Orcinol glucoside (1) and naringin (2) were purchased from the Must Company (Sichuan, China). Chinese rice wine and salt were purchased from Zhejiang Brand Tower Shaoxing Wine Co., Ltd. (Zhejiang, China) and Dalian Salt Industry Co., Ltd. (Dalian, China), respectively. Water for UPLC analysis was purified with a Milli-Q academic water purification system (Millipore, USA). UPLC-MS grade methanol (Merck KGaA, Darmstadt, Germany), acetonitrile (Merck KGaA, Darmstadt, Germany), spectroscopy grade formic acid (Merck KGaA, Darmstadt, Germany) and analysis grade methanol (Kermol Chemical Reagent, Tianjin, China). C samples were collected from Kangmei Pharmaceutical Co., Ltd. in China and authenticated by Professor Yanjun Zhai from the Department of Identification of Chinese Medicine, Liaoning University of Traditional Chinese Medicine (Liaoning, China) (180200431). RXM, WXM and SXM were prepared in accordance with the Pharmacopoeia, i.e., the method of stir-frying with wine and stir-frying with salt-water (Chinese Pharmacopoeia, 2015Chinese Pharmacopoeia, 2015. Pharmacopoeia of People's Republic of China. Chinese Pharmacopoeia Comission, Chinese Industry Press, Beijing, China.). The above procedure was completed under the guidance of the Processing of Chinese Materia Medica.
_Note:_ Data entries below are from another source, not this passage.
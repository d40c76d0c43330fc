//! Transcribes audio through the OpenAI Whisper API.
//!
//! [`RemoteWhisperTranscriber`] sends every source to the remote endpoint, one
//! blocking request at a time, and wraps each transcription in a [`Document`]
//! carrying the source's metadata. Nothing is retried: the first failure aborts
//! the batch.

use std::fmt;
use std::path::{Path, PathBuf};

use log::{info, warn};
use remote_whisper_dataclasses::{ByteStream, Document, Meta};
use secrecy::SecretString;
use serde::Serialize;
use serde_json::{json, Map, Value};

use crate::clients::{
    ApiConfig, OpenAIClient, TranscriptionClient, TranscriptionError, TranscriptionRequest,
};
use crate::components::{Component, ComponentConfig, ComponentError};
use crate::credential;

pub const DEFAULT_MODEL: &str = "whisper-1";
pub const DEFAULT_API_BASE_URL: &str = "https://api.openai.com/v1";

const COMPONENT_NAME: &str = "RemoteWhisperTranscriber";
const FALLBACK_FILE_NAME: &str = "__fallback__.wav";
const FILE_PATH_KEY: &str = "file_path";
const RESPONSE_FORMAT_KEY: &str = "response_format";
const DEFAULT_RESPONSE_FORMAT: &str = "json";

// Keys with a dedicated field, or that the client sets itself.
const RESERVED_PARAMS: [&str; 6] = [
    "model_name",
    "api_base_url",
    "organization",
    "api_key",
    "model",
    "file",
];

/// One input to [`RemoteWhisperTranscriber::run`].
#[derive(Debug, Clone, PartialEq)]
pub enum AudioSource {
    /// Path given as a plain string.
    Str(String),
    /// Path given as a structured path.
    Path(PathBuf),
    /// Audio already in memory. `metadata["file_path"]` is copied to the document.
    Bytes(ByteStream),
}

impl From<&str> for AudioSource {
    fn from(path: &str) -> Self {
        AudioSource::Str(path.to_string())
    }
}

impl From<String> for AudioSource {
    fn from(path: String) -> Self {
        AudioSource::Str(path)
    }
}

impl From<PathBuf> for AudioSource {
    fn from(path: PathBuf) -> Self {
        AudioSource::Path(path)
    }
}

impl From<&Path> for AudioSource {
    fn from(path: &Path) -> Self {
        AudioSource::Path(path.to_path_buf())
    }
}

impl From<ByteStream> for AudioSource {
    fn from(stream: ByteStream) -> Self {
        AudioSource::Bytes(stream)
    }
}

impl AudioSource {
    /// Load the payload, recording the original path for path sources.
    fn into_stream(self) -> Result<ByteStream, TranscriptionError> {
        match self {
            AudioSource::Str(path) => {
                let mut stream = ByteStream::from_file_path(&path)?;
                stream
                    .metadata
                    .insert(FILE_PATH_KEY.to_string(), Value::String(path));
                Ok(stream)
            }
            AudioSource::Path(path) => {
                let mut stream = ByteStream::from_file_path(&path)?;
                stream.metadata.insert(
                    FILE_PATH_KEY.to_string(),
                    Value::String(path.to_string_lossy().into_owned()),
                );
                Ok(stream)
            }
            AudioSource::Bytes(stream) => Ok(stream),
        }
    }
}

/// Name used for the multipart upload; the API infers the audio format from it.
fn upload_file_name(metadata: &Meta) -> String {
    metadata
        .get(FILE_PATH_KEY)
        .and_then(Value::as_str)
        .and_then(|path| Path::new(path).file_name())
        .and_then(|name| name.to_str())
        .unwrap_or(FALLBACK_FILE_NAME)
        .to_string()
}

/// Result of [`RemoteWhisperTranscriber::run`].
#[derive(Debug, Clone, PartialEq, Serialize)]
pub struct TranscriberOutput {
    /// One document per source, in input order.
    pub documents: Vec<Document>,
}

/// Transcribes audio with the OpenAI Whisper API.
///
/// Build it with [`RemoteWhisperTranscriber::builder`]. Persist it with
/// [`Component::to_config`]; the API key is never part of the config.
pub struct RemoteWhisperTranscriber {
    model_name: String,
    organization: Option<String>,
    api_base_url: String,
    whisper_params: Map<String, Value>,
    client: Box<dyn TranscriptionClient>,
}

impl fmt::Debug for RemoteWhisperTranscriber {
    fn fmt(&self, f: &mut fmt::Formatter<'_>) -> fmt::Result {
        f.debug_struct("RemoteWhisperTranscriber")
            .field("model_name", &self.model_name)
            .field("organization", &self.organization)
            .field("api_base_url", &self.api_base_url)
            .field("whisper_params", &self.whisper_params)
            .finish_non_exhaustive()
    }
}

/// Builder for [`RemoteWhisperTranscriber`].
#[derive(Debug, Default)]
pub struct RemoteWhisperTranscriberBuilder {
    api_key: Option<SecretString>,
    model_name: Option<String>,
    organization: Option<String>,
    api_base_url: Option<String>,
    params: Map<String, Value>,
}

impl RemoteWhisperTranscriberBuilder {
    /// Set the API key. It also replaces the process-wide key.
    pub fn api_key(mut self, api_key: impl Into<String>) -> Self {
        self.api_key = Some(SecretString::from(api_key.into()));
        self
    }

    pub fn model_name(mut self, model_name: impl Into<String>) -> Self {
        self.model_name = Some(model_name.into());
        self
    }

    pub fn organization(mut self, organization: impl Into<String>) -> Self {
        self.organization = Some(organization.into());
        self
    }

    pub fn api_base_url(mut self, api_base_url: impl Into<String>) -> Self {
        self.api_base_url = Some(api_base_url.into());
        self
    }

    /// Add one request parameter such as `language` or `temperature`.
    pub fn param(mut self, key: impl Into<String>, value: impl Into<Value>) -> Self {
        self.params.insert(key.into(), value.into());
        self
    }

    /// Add several request parameters at once.
    pub fn params(mut self, params: Map<String, Value>) -> Self {
        self.params.extend(params);
        self
    }

    /// Resolve the API key and build the transcriber.
    ///
    /// The process-wide key is only touched once the parameters are accepted.
    pub fn build(self) -> Result<RemoteWhisperTranscriber, ComponentError> {
        if let Some(key) = self
            .params
            .keys()
            .find(|key| RESERVED_PARAMS.contains(&key.as_str()))
        {
            return Err(ComponentError::InvalidParameter(format!(
                "'{}' cannot be passed as a request parameter",
                key
            )));
        }

        let api_key =
            credential::resolve_api_key(self.api_key).ok_or(ComponentError::MissingApiKey {
                component: COMPONENT_NAME,
            })?;

        let mut whisper_params = self.params;
        match whisper_params.get(RESPONSE_FORMAT_KEY) {
            None => {
                whisper_params.insert(
                    RESPONSE_FORMAT_KEY.to_string(),
                    Value::String(DEFAULT_RESPONSE_FORMAT.to_string()),
                );
            }
            Some(format) if format.as_str() == Some(DEFAULT_RESPONSE_FORMAT) => {}
            Some(format) => {
                warn!(
                    "{} was given response_format {}; documents will hold the raw response body",
                    COMPONENT_NAME, format
                );
            }
        }

        let model_name = self.model_name.unwrap_or_else(|| DEFAULT_MODEL.to_string());
        let api_base_url = self
            .api_base_url
            .unwrap_or_else(|| DEFAULT_API_BASE_URL.to_string());

        let client = OpenAIClient::new(ApiConfig {
            api_key,
            organization: self.organization.clone(),
            api_base_url: api_base_url.clone(),
        });

        Ok(RemoteWhisperTranscriber {
            model_name,
            organization: self.organization,
            api_base_url,
            whisper_params,
            client: Box::new(client),
        })
    }
}

impl RemoteWhisperTranscriber {
    pub fn builder() -> RemoteWhisperTranscriberBuilder {
        RemoteWhisperTranscriberBuilder::default()
    }

    pub fn model_name(&self) -> &str {
        &self.model_name
    }

    pub fn organization(&self) -> Option<&str> {
        self.organization.as_deref()
    }

    pub fn api_base_url(&self) -> &str {
        &self.api_base_url
    }

    /// Extra request parameters; always contains `response_format`.
    pub fn whisper_params(&self) -> &Map<String, Value> {
        &self.whisper_params
    }

    /// Replace the client used to reach the API.
    pub fn with_client(mut self, client: Box<dyn TranscriptionClient>) -> Self {
        self.client = client;
        self
    }

    /// Transcribe every source in order, one request each.
    ///
    /// # Returns
    /// * `Ok(TranscriberOutput)` - One document per source, same order
    /// * `Err(TranscriptionError)` - The first failure; later sources are not sent
    pub fn run<I>(&self, sources: I) -> Result<TranscriberOutput, TranscriptionError>
    where
        I: IntoIterator,
        I::Item: Into<AudioSource>,
    {
        let mut documents = Vec::new();

        for source in sources {
            let stream = source.into().into_stream()?;
            let file_name = upload_file_name(&stream.metadata);

            let text = self.client.transcribe(TranscriptionRequest {
                audio: &stream.data,
                file_name: &file_name,
                mime_type: stream.mime_type.as_deref(),
                model: &self.model_name,
                params: &self.whisper_params,
            })?;

            documents.push(Document::new(text, stream.metadata));
        }

        info!("{} transcribed {} sources", COMPONENT_NAME, documents.len());
        Ok(TranscriberOutput { documents })
    }
}

/// Take an optional string entry out of `init_parameters`.
fn take_string(
    params: &mut Map<String, Value>,
    key: &str,
) -> Result<Option<String>, ComponentError> {
    match params.remove(key) {
        None | Some(Value::Null) => Ok(None),
        Some(Value::String(value)) => Ok(Some(value)),
        Some(other) => Err(ComponentError::Deserialization(format!(
            "'{}' must be a string, found {}",
            key, other
        ))),
    }
}

impl Component for RemoteWhisperTranscriber {
    const TYPE_NAME: &'static str = concat!(module_path!(), "::RemoteWhisperTranscriber");

    fn to_config(&self) -> ComponentConfig {
        let mut init_parameters = Map::new();
        init_parameters.insert("model_name".to_string(), json!(self.model_name));
        init_parameters.insert("api_base_url".to_string(), json!(self.api_base_url));
        init_parameters.insert("organization".to_string(), json!(self.organization));
        init_parameters.extend(self.whisper_params.clone());

        ComponentConfig::new(Self::TYPE_NAME, init_parameters)
    }

    fn from_config(config: ComponentConfig) -> Result<Self, ComponentError> {
        config.expect_type(Self::TYPE_NAME)?;

        let mut params = config.init_parameters;
        let model_name = take_string(&mut params, "model_name")?;
        let api_base_url = take_string(&mut params, "api_base_url")?;
        let organization = take_string(&mut params, "organization")?;

        let mut builder = Self::builder().params(params);
        if let Some(model_name) = model_name {
            builder = builder.model_name(model_name);
        }
        if let Some(api_base_url) = api_base_url {
            builder = builder.api_base_url(api_base_url);
        }
        if let Some(organization) = organization {
            builder = builder.organization(organization);
        }

        builder.build()
    }
}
Standard solution preparation

Standard stock solutions of 1 and 2 were prepared in methanol at a concentration of 630 and 3.128 µg/ml. The stock solutions were diluted with methanol to prepare working standard solutions. Plasma calibration standards were prepared by spiking blank plasma with an appropriate amount of standard solutions and 2 working solution to ensure final series concentrations. Quality control (QC) samples at three levels were prepared using the same procedure at low, middle and high concentrations. 2 stock solutions of urine and tissues were prepared in the same way as plasma. All the solutions were stored at 4 ºC.

Equipment and operating conditions

Quantitative analysis of 1 was achieved on the Waters Acquity UPLC H-Class Xevo TQD triple quadrupole mass spectrometer system (Waters Corporation, Milford, MA, USA) equipped with electrospray ionization operated in the positive ionization mode by multiple reaction monitoring. Data acquisition and analysis were accomplished with Masslynx software. Chromatographic separation was optimized on a Waters ACQUITY UPLC BEH C18 column (1.8 µm) at 30 ºC, along with a mobile phase flow rate at 0.3 ml/min. (A) acetonitrile and (B) 0.1% formic acid in water constituted the mobile phase, and the final elution condition was applied as follows: 0-4 min: 3% A; 4-5 min: 13% A; 5-7 min: 21% A; 7-9 min: 25% A; 9-12 min: 28% A. The injection volume was 1 µl. The autosampler was maintained at 8 ºC.

The analysis was performed on a Waters H-class UPLC- xevo TQD. The ESI source of the mass spectrometer was operated in the positive mode. Detection was performed by multiple reaction monitoring at m/z 287.13→ 125.02 (CE: 8 V, CV: 22 V) for 1, m/z 581.32→ 273.12 (CE: 20 V, CV: 32 V) for 2 as the internal standard. Source temperature and desolvation temperature were 150 ºC and 350 ºC. The desolvation gas flow was 700 l/h. The capillary voltage and cone voltage were set to 3.0 kv and 25 v, respectively. MS/MS spectra of 1 and 2 are shown in Fig. 1 in the supporting information.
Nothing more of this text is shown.